Problem statement: Only the lines that include "limited" should be copied from the data below.

Dataset entries:
--------------------

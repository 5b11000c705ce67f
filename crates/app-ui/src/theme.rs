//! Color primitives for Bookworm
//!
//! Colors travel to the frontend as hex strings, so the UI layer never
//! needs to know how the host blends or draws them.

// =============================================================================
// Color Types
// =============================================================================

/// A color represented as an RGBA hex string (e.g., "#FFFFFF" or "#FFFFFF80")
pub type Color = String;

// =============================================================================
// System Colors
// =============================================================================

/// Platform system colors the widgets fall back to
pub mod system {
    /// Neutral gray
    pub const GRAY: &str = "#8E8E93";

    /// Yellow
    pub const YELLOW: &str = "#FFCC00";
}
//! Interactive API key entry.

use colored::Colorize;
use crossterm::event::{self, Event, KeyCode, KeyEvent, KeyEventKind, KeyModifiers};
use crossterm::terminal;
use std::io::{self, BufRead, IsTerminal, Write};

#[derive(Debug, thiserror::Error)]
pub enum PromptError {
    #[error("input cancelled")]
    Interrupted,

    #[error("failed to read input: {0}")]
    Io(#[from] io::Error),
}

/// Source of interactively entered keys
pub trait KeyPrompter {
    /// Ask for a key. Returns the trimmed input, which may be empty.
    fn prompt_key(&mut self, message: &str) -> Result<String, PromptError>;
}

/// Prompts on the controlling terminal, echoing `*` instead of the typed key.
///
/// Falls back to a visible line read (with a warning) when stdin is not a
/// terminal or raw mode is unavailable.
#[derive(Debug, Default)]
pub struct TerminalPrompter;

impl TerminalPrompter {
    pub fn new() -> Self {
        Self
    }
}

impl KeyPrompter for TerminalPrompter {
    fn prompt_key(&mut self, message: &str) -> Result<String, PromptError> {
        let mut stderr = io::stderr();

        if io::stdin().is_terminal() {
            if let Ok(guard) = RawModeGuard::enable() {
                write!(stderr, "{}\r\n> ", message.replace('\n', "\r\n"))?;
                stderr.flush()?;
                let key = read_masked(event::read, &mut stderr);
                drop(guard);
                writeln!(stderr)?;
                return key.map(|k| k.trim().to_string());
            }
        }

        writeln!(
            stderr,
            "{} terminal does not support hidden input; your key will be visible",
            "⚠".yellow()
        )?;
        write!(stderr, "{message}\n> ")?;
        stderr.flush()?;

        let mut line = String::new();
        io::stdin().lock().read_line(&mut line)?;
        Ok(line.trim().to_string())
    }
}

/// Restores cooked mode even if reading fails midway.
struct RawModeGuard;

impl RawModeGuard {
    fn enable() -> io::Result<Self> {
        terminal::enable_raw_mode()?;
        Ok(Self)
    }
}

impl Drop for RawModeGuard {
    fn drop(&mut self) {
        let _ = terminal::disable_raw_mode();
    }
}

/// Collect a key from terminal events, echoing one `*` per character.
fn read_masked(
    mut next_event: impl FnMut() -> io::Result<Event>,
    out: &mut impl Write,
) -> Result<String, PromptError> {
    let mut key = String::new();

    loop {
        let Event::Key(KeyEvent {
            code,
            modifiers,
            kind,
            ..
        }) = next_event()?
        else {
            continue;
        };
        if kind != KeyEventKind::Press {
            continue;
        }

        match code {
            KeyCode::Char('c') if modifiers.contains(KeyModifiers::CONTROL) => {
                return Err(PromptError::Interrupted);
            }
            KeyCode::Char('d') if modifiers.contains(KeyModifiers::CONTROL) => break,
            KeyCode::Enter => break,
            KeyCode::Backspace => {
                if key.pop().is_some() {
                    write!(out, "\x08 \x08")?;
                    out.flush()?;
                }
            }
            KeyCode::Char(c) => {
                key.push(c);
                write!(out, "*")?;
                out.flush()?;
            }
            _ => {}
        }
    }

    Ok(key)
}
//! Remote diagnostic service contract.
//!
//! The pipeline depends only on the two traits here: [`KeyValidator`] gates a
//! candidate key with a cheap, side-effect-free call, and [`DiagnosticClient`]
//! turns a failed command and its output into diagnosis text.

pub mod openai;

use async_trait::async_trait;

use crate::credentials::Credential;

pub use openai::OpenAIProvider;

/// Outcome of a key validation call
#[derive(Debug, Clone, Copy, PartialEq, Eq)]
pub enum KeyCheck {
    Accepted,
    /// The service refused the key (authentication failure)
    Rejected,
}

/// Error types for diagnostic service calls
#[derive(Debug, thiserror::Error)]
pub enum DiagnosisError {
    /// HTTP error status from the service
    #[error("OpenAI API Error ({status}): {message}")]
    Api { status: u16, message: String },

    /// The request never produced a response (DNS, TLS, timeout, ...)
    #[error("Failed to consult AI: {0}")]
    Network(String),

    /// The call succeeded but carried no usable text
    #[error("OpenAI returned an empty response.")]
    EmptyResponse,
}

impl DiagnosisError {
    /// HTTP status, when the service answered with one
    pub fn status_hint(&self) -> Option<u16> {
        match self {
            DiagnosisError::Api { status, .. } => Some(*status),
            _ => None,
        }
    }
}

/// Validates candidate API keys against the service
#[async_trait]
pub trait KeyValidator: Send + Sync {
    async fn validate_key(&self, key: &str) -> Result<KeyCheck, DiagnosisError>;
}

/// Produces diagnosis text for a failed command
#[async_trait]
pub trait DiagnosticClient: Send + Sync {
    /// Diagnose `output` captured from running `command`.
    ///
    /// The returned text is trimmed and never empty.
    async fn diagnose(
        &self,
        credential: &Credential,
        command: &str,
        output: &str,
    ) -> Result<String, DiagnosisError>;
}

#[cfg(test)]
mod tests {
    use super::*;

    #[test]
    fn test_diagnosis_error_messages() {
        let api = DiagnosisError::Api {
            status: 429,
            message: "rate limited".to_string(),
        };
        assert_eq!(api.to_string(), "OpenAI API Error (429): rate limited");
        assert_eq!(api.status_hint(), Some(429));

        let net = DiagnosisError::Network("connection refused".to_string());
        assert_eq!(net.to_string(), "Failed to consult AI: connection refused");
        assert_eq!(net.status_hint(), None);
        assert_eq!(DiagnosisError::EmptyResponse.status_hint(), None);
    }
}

--------------------

Written answer:
            message: "rate limited".to_string(),
        assert_eq!(api.to_string(), "OpenAI API Error (429): rate limited");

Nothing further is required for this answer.